Seven Tips for Managing Your CSA

1. Deal with everything right away. We pick up our CSA on Saturday afternoons, which means we have no excuse not to aside some time over the weekend to sort, cook, and organize. If you pick yours up during the week, it's a good strategy to plan on an hour or two that evening and make it part of your routine.

2. Make a list of what you have. It's easy to shove your bundle of five radishes into the back of a drawer and forget about it until things get smelly. We like to keep this list posted right on the fridge so we see what's in there and cross things off as we use them.

3. Take a seat and plan out your meals. Meal planning for the week is a good strategy anyway, but it's even more handy when you're trying to use up your CSA and avoid making the same stir-fry night after night.

4. Organize your fridge. Group together the foods that go together: greens in one place, salad fixings in another--whatever works for you. We cut off the tops of beets and put the bulbs in a separate space from the leaves. We also like to trim and discard or compost any parts of the vegetable that we know we won't be using, like the tops of leaks (unless we're making stock!).

5. Wilt down greens right away. Since the leafy greens take up the most space and usually get wilted down anyway, why not wilt them down to begin with? An armful of chard wilts down to about a cup, which can then be stored in a container and added to dishes as needed.

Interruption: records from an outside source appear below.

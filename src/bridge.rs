//! Host bridge
//!
//! Adapts the bus controller to a host: splits a single fan percentage into
//! supply and extract speeds using the configured correction, keeps the latest
//! value of every id and republishes changes on a broadcast channel.

use izzifast_communication::{
    open_transport, ConnectionDriver, ConnectionParams, IzziController, Transport,
};
use izzifast_core::{
    BypassMode, EventDispatcher, Result, SensorEvent, SensorId, SensorKind, SensorListener,
    SensorListenerHandle, SensorValue, ValidationError, VentMode,
};
use izzifast_settings::{Config, ConnectionType};
use parking_lot::RwLock;
use std::collections::HashMap;
use std::sync::Arc;
use tokio::sync::broadcast;

/// Unique id the unit is exposed under
pub const UNIQUE_ID: &str = "_iZZi_300_ERV_FE";

/// Lowest fan percentage the host may request while the unit runs
pub const MIN_FAN_PERCENTAGE: i32 = 20;
/// Highest fan percentage
pub const MAX_FAN_PERCENTAGE: i32 = 100;
/// Percentage used by `turn_on` without an explicit speed
pub const DEFAULT_FAN_PERCENTAGE: i32 = 40;

/// Transport parameters for a configuration
pub fn connection_params(config: &Config) -> ConnectionParams {
    let connection = &config.connection;
    match connection.connection_type {
        ConnectionType::Tcp => ConnectionParams::tcp(
            connection.host.clone().unwrap_or_default(),
            connection.port,
        ),
        ConnectionType::Serial => {
            ConnectionParams::serial(connection.device.clone().unwrap_or_default())
        }
    }
}

/// Split a fan percentage into (supply, extract) speeds
///
/// A positive correction takes that share off the supply fan. Otherwise the
/// extract fan is adjusted by the correction, which raises it when negative.
pub fn split_fan_speed(percentage: i32, correction: i32) -> (i32, i32) {
    let adjustment = correction * percentage / 100;
    if correction > 0 {
        (percentage - adjustment, percentage)
    } else {
        (percentage, percentage - adjustment)
    }
}

/// Receives controller notifications, caches them and republishes them
struct Publisher {
    data: RwLock<HashMap<SensorId, SensorValue>>,
    events: EventDispatcher,
}

impl Publisher {
    fn publish(&self, id: SensorId, value: SensorValue) {
        self.data.write().insert(id, value);
        self.events.publish(SensorEvent { id, value });
    }
}

impl SensorListener for Publisher {
    fn on_sensor_changed(&self, id: SensorId, value: SensorValue) {
        tracing::debug!("Received update for {}: {}", id, value);
        self.publish(id, value);
    }
}

/// Host-facing facade over one [`IzziController`]
pub struct IzzifastBridge {
    name: String,
    extract_correction: i32,
    bypass_temp: i32,
    bypass_mode: BypassMode,
    controller: IzziController,
    publisher: Arc<Publisher>,
    listener: SensorListenerHandle,
}

impl IzzifastBridge {
    /// Build the transport the configuration names and wrap it
    pub fn from_config(config: &Config) -> Result<Self> {
        let params = connection_params(config);
        match params.driver {
            ConnectionDriver::Tcp => tracing::debug!("Setting up Ethernet bridge"),
            ConnectionDriver::Serial => tracing::debug!("Setting up serial bridge"),
        }
        let transport = open_transport(&params)?;
        Ok(Self::new(config, transport))
    }

    /// Wrap an already built transport
    pub fn new(config: &Config, transport: Box<dyn Transport>) -> Self {
        Self::with_controller(config, IzziController::new(transport, config.role))
    }

    /// Wrap an already built controller
    ///
    /// The configuration still supplies the name, correction and startup
    /// bypass settings; the controller's own role is kept.
    pub fn with_controller(config: &Config, controller: IzziController) -> Self {
        let publisher = Arc::new(Publisher {
            data: RwLock::new(HashMap::new()),
            events: EventDispatcher::default(),
        });
        let listener = controller.register_listener(publisher.clone());

        Self {
            name: config.name.clone(),
            extract_correction: config.extract_correction,
            bypass_temp: config.bypass_temp,
            bypass_mode: config.bypass_mode,
            controller,
            publisher,
            listener,
        }
    }

    pub fn name(&self) -> &str {
        &self.name
    }

    pub fn unique_id(&self) -> &'static str {
        UNIQUE_ID
    }

    pub fn extract_correction(&self) -> i32 {
        self.extract_correction
    }

    pub fn controller(&self) -> &IzziController {
        &self.controller
    }

    /// Receive every published change from now on
    pub fn subscribe(&self) -> broadcast::Receiver<SensorEvent> {
        self.publisher.events.subscribe()
    }

    /// Latest value the bridge has seen for `id`
    pub fn value(&self, id: SensorId) -> Option<SensorValue> {
        self.publisher.data.read().get(&id).copied()
    }

    pub fn values(&self) -> HashMap<SensorId, SensorValue> {
        self.publisher.data.read().clone()
    }

    /// Apply the configured startup settings and start the controller
    ///
    /// Rejected startup values are logged and skipped.
    pub async fn connect(&mut self) -> Result<()> {
        if let Err(e) = self.controller.set_bypass_temp(self.bypass_temp) {
            tracing::error!("Configured bypass temperature rejected: {}", e);
        }
        if let Err(e) = self.controller.set_bypass_mode(i32::from(self.bypass_mode.code())) {
            tracing::error!("Configured bypass mode rejected: {}", e);
        }
        self.publisher.publish(
            SensorId::ExtractCorrection,
            SensorValue::Value(self.extract_correction),
        );

        tracing::debug!("Connecting with bridge");
        self.controller.connect().await?;
        Ok(())
    }

    pub async fn disconnect(&mut self) -> Result<()> {
        tracing::debug!("Disconnecting from bridge");
        self.controller.disconnect().await?;
        Ok(())
    }

    /// Republish `id` on its next observation
    ///
    /// Host-side values are republished immediately from the cache.
    pub fn force_update(&self, id: SensorId) {
        if id.kind() == SensorKind::Host {
            if let Some(value) = self.value(id) {
                self.publisher.publish(id, value);
            }
            return;
        }
        self.controller.force_update(id);
    }

    pub fn set_bypass_mode(&self, mode: BypassMode) -> std::result::Result<(), ValidationError> {
        self.controller.set_bypass_mode(i32::from(mode.code()))
    }

    /// Bypass mode by host name: "auto", "open" or "closed"
    pub fn set_bypass_mode_name(&self, name: &str) -> std::result::Result<(), ValidationError> {
        self.set_bypass_mode(name.parse()?)
    }

    pub fn set_bypass_temp(&self, temp: i32) -> std::result::Result<(), ValidationError> {
        self.controller.set_bypass_temp(temp)
    }

    pub fn set_vent_mode(&self, mode: VentMode) -> std::result::Result<(), ValidationError> {
        self.controller.set_vent_mode(i32::from(mode.code()))
    }

    /// Vent mode by host name: "none", "fireplace", "open windows", "cooker hood"
    pub fn set_vent_mode_name(&self, name: &str) -> std::result::Result<(), ValidationError> {
        self.set_vent_mode(name.parse()?)
    }

    pub fn set_fan_on(&self, on: bool) {
        self.controller.set_unit_on(on);
    }

    /// Set both fans from one percentage in 20..=100, applying the correction
    pub fn set_fan_speed(&self, percentage: i32) -> std::result::Result<(), ValidationError> {
        if !(MIN_FAN_PERCENTAGE..=MAX_FAN_PERCENTAGE).contains(&percentage) {
            return Err(ValidationError::FanPercentage(percentage));
        }
        let (supply, extract) = split_fan_speed(percentage, self.extract_correction);
        self.controller.set_fan_speed(supply, extract)
    }

    /// Fan entity percentage: 0 stops the unit, anything else runs it
    ///
    /// An accepted percentage is published as the fan mode.
    pub fn set_percentage(&self, percentage: i32) -> std::result::Result<(), ValidationError> {
        tracing::debug!("Changing fan percentage to {} %", percentage);
        let result = if percentage == 0 {
            self.set_fan_on(false);
            Ok(())
        } else {
            self.set_fan_speed(percentage)
                .map(|()| self.set_fan_on(true))
        };

        match result {
            Ok(()) => self
                .publisher
                .publish(SensorId::FanMode, SensorValue::Value(percentage)),
            Err(ref e) => tracing::error!("Fan percentage not accepted: {}", e),
        }
        result
    }

    /// Run the unit at `percentage`, or 40 % when none is given
    pub fn turn_on(&self, percentage: Option<i32>) -> std::result::Result<(), ValidationError> {
        self.set_percentage(percentage.unwrap_or(DEFAULT_FAN_PERCENTAGE))
    }

    pub fn turn_off(&self) {
        self.set_fan_on(false);
    }

    /// Whether the host has set a fan percentage yet
    pub fn is_on(&self) -> bool {
        self.value(SensorId::FanMode).is_some()
    }
}

impl Drop for IzzifastBridge {
    fn drop(&mut self) {
        self.controller.unregister_listener(&self.listener);
    }
}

6. Save what you can. Often we'll get very small amounts of something--a pint of blueberries or a handful of ramps--that aren't quite enough for a whole recipe. Since you're likely to get another pint the next week, try to determine if your first batch will keep that long and then combine them.

7. Freeze what you can. If all else fails and food is backing up, turn to your freezer. Berries freeze very well, as do many vegetables like beans and corn. If you have time, we recommend blanching vegetables until barely al dente before freezing them. This helps preserve the color and decrease cooking time on the other end.

Granted, this is a pretty Type A list! But we've found that being organized actually frees us up to be creative in our cooking and enjoy our produce each week.

Eat your veggies! I am.

1 comment:

Carla said...

I LOVE the fragrance of fresh herbs! We planted a few this year and every time I bring in the lemon thyme or the rosemary I nearly hyperventilate from taking wonderful, deep draughts of deliciousness. Enjoy your summer foods!